Task objective> From the entries below, copy each line in which the word "before" occurs.

══ Data for review

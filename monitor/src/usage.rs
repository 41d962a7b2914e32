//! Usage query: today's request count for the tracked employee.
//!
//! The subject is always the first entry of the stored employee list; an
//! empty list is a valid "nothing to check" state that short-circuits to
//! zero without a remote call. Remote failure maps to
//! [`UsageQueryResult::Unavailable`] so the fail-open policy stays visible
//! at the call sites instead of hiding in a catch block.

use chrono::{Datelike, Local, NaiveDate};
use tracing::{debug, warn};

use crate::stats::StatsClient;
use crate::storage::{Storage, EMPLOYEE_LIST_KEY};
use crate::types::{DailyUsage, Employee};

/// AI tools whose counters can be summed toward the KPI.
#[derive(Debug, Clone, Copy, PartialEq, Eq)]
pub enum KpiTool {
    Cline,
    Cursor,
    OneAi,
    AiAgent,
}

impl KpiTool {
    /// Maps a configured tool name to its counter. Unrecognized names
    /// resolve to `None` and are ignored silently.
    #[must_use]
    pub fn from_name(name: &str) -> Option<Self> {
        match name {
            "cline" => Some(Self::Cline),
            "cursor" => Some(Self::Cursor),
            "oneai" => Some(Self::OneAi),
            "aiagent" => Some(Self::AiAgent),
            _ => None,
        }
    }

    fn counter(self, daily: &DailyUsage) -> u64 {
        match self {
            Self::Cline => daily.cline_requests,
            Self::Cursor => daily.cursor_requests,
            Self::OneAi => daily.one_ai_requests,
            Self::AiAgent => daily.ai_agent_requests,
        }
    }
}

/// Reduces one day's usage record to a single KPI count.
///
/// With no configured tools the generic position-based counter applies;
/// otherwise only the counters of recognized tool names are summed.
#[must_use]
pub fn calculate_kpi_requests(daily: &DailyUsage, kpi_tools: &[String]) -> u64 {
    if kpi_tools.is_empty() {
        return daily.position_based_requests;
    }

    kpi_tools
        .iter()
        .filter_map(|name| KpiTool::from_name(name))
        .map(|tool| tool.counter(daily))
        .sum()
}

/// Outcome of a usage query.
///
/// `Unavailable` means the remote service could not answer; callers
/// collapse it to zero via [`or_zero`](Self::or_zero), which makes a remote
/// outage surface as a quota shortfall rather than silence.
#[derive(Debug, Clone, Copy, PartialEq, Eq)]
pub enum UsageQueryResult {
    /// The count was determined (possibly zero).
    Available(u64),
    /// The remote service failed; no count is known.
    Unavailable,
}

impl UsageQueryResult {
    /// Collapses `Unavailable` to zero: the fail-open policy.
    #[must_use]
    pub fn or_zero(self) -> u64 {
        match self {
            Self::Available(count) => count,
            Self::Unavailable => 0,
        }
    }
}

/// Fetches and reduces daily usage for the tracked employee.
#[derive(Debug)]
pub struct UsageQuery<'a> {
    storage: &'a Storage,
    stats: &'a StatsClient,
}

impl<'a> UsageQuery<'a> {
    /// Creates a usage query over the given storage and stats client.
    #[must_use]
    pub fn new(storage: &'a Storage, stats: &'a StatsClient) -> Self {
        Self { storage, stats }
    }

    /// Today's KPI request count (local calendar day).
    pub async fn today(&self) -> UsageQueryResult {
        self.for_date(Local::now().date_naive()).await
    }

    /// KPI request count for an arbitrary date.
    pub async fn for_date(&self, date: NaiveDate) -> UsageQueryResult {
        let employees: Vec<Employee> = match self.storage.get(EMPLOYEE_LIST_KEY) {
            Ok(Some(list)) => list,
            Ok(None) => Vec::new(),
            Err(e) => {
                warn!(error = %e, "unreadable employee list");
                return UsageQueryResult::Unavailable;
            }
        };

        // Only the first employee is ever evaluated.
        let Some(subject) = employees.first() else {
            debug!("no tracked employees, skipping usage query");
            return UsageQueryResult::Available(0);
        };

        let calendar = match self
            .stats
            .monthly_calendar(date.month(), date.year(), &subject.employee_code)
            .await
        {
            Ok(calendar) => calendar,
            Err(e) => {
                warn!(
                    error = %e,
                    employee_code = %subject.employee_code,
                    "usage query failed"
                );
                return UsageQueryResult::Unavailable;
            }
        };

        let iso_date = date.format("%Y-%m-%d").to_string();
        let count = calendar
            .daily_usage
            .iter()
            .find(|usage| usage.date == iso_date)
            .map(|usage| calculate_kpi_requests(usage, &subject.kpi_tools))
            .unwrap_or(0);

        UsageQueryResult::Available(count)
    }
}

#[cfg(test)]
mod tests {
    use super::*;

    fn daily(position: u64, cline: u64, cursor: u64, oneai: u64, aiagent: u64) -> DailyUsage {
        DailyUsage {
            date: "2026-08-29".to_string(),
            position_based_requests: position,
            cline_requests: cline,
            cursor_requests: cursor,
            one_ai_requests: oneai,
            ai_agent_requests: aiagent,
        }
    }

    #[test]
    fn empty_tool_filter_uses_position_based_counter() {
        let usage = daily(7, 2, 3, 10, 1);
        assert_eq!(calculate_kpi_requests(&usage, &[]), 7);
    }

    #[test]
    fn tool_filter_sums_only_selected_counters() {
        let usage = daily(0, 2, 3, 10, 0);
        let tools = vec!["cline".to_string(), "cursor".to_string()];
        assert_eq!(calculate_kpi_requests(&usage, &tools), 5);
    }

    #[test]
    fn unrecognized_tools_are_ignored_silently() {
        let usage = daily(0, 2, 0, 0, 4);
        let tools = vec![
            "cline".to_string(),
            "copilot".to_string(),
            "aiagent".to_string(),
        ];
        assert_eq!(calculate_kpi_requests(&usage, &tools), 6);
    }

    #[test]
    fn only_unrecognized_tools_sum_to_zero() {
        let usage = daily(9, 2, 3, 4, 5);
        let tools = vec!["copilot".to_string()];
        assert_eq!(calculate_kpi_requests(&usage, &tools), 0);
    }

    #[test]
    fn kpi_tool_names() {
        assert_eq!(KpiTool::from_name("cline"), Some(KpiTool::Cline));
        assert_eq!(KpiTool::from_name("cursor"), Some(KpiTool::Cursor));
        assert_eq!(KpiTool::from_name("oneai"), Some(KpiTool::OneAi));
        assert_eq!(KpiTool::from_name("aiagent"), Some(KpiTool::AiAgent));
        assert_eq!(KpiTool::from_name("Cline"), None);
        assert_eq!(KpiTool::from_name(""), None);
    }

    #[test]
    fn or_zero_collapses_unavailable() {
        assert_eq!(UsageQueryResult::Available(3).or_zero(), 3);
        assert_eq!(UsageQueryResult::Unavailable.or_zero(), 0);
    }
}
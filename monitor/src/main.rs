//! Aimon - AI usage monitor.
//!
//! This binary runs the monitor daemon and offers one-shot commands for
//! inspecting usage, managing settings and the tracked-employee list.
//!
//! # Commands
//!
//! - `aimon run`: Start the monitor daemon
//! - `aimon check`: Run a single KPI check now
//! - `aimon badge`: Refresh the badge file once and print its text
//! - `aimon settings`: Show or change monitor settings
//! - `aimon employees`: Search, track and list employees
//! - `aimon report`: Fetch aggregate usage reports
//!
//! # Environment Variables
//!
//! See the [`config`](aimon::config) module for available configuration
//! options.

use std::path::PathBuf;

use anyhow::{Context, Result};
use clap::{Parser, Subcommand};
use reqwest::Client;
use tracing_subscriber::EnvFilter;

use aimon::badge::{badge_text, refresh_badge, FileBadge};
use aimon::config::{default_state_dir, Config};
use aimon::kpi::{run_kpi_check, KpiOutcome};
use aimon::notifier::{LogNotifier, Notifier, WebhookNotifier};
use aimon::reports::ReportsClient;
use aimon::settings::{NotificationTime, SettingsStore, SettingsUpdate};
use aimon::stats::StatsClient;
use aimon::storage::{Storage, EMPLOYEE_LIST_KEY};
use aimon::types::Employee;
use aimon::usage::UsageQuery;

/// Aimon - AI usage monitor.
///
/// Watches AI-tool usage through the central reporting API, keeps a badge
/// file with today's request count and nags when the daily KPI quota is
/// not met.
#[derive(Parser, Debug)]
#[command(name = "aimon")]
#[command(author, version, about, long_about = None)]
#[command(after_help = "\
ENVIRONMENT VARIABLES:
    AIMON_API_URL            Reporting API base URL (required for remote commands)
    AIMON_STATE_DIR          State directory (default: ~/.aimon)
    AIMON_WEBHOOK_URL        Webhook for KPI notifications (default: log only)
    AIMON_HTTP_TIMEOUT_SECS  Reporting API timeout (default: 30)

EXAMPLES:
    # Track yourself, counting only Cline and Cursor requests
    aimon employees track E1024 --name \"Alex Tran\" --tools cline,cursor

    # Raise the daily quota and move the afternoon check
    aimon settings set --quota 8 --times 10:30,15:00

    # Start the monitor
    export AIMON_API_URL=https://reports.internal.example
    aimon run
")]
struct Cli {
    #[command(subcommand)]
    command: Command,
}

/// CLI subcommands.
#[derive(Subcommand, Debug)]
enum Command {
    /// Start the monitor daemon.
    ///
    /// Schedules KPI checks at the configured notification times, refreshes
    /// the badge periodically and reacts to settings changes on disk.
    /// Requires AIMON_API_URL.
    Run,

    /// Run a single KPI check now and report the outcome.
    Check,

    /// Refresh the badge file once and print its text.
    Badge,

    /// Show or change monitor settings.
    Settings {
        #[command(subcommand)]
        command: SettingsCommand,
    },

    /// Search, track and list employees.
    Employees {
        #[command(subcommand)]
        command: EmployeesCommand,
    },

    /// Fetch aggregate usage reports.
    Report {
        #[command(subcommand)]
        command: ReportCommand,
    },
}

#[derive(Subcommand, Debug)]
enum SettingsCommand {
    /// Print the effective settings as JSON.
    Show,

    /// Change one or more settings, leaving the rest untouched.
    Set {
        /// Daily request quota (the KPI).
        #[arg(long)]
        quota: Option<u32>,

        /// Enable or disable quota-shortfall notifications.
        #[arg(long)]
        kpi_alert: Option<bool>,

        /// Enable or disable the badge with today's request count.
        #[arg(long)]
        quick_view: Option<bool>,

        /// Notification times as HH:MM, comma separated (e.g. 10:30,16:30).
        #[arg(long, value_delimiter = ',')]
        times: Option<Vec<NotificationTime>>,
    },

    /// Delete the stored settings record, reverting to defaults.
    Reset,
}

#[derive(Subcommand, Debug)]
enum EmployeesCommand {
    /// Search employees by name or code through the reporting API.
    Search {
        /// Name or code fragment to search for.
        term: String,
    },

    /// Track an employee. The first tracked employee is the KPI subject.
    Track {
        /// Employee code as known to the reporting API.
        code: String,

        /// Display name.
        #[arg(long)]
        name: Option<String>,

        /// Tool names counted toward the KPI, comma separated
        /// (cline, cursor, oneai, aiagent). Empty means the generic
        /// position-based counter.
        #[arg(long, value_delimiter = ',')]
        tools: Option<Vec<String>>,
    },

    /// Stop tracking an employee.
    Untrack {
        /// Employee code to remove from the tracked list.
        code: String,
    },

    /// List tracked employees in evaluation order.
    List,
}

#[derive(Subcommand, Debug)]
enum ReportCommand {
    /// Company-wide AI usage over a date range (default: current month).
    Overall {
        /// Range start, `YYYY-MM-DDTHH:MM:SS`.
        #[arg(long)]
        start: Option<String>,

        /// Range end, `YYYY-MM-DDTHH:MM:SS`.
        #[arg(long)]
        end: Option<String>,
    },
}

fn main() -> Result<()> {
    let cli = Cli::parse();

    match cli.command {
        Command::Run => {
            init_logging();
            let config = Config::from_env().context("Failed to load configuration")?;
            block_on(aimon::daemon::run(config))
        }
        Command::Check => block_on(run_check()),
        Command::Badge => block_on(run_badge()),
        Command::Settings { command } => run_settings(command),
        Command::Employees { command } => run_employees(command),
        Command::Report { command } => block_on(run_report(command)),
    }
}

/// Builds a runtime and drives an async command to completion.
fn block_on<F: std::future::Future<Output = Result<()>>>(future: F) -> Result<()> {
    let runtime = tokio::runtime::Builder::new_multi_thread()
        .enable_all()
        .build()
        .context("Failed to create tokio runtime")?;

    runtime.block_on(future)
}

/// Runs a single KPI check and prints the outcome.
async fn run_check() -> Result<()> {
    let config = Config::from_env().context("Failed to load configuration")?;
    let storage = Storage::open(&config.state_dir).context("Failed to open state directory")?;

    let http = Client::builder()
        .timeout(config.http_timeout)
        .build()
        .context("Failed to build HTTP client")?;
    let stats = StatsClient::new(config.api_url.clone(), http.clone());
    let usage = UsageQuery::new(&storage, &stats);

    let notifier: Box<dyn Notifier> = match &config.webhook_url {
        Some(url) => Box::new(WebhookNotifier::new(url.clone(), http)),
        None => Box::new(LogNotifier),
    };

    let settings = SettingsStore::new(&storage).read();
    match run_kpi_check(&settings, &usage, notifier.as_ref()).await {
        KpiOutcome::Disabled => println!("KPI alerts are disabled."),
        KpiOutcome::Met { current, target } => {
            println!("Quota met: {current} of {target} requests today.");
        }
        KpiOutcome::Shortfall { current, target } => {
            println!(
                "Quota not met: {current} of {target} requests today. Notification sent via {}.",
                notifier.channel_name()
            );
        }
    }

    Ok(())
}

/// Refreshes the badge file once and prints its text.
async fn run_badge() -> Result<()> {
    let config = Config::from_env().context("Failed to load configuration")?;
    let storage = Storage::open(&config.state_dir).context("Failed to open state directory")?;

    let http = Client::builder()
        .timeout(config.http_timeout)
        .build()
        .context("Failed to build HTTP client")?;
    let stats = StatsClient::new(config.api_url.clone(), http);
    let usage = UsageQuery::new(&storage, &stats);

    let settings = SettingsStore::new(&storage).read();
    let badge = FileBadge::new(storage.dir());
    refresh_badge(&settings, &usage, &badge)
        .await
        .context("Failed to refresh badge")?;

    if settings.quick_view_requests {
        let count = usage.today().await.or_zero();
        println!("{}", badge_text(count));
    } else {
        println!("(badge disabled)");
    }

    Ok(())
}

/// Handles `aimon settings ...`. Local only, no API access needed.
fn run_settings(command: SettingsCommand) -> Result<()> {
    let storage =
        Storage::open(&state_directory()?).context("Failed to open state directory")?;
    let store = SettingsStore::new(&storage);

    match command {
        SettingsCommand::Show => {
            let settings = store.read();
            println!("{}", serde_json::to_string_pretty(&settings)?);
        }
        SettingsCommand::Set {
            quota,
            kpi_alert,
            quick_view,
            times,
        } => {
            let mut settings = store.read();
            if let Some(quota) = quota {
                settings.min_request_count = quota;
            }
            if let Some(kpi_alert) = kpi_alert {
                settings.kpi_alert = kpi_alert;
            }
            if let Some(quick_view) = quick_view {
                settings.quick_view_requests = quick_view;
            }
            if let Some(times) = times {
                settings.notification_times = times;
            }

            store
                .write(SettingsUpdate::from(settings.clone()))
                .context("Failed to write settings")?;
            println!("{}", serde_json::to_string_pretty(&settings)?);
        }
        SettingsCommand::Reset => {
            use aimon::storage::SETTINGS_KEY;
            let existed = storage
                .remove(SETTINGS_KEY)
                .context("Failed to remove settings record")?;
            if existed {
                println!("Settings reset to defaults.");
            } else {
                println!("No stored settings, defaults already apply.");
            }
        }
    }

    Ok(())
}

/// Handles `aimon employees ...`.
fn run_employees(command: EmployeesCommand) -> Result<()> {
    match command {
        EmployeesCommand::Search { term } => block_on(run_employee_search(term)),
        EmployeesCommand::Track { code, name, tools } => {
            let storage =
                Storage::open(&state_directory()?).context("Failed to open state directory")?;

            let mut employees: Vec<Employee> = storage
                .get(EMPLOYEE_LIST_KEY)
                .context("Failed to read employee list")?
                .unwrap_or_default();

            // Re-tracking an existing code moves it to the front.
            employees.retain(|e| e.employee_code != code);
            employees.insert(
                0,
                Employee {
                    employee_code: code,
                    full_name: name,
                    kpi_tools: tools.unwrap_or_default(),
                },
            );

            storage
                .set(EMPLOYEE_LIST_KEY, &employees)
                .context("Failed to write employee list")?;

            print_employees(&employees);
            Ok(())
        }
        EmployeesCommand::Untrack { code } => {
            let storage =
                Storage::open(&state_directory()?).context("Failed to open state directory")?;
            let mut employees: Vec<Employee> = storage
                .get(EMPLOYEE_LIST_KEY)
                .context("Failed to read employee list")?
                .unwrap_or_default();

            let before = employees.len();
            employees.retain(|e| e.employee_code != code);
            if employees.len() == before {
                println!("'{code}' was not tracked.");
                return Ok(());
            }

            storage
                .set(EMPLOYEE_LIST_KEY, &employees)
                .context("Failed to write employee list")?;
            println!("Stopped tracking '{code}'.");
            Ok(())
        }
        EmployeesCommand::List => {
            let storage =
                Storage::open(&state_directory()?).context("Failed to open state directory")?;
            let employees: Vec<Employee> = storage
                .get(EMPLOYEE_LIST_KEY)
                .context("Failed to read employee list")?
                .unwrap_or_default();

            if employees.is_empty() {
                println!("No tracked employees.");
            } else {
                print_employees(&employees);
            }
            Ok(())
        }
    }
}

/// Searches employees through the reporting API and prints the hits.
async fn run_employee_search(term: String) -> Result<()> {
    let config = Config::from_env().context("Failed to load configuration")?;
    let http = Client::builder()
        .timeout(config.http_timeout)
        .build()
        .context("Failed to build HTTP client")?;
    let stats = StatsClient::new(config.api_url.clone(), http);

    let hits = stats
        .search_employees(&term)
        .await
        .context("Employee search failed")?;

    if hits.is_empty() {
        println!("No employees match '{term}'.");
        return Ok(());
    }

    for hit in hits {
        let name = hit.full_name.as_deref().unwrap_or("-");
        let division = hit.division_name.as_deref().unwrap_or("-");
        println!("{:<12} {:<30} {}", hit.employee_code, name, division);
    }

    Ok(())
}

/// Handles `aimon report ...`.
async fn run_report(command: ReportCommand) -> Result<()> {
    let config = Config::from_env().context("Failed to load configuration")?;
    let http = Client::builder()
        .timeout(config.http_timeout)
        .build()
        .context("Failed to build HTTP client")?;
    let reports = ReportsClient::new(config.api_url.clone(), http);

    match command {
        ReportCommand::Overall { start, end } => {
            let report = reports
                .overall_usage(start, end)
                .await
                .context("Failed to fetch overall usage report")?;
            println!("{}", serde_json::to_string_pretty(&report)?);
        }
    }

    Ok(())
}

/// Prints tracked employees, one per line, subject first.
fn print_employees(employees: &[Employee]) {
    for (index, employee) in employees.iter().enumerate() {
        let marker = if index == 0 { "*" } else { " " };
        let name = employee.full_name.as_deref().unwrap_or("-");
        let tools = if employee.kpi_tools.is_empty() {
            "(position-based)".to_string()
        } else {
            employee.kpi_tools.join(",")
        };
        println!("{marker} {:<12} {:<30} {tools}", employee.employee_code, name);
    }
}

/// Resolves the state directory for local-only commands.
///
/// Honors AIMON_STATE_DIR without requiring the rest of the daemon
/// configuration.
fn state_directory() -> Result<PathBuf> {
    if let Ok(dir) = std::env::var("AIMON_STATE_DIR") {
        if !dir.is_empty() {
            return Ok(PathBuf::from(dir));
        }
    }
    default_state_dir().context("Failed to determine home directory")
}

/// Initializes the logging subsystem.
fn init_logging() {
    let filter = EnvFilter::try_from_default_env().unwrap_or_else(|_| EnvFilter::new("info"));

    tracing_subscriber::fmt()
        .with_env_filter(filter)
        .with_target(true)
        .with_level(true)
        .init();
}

════

Response to the task>
            let before = employees.len();
            if employees.len() == before {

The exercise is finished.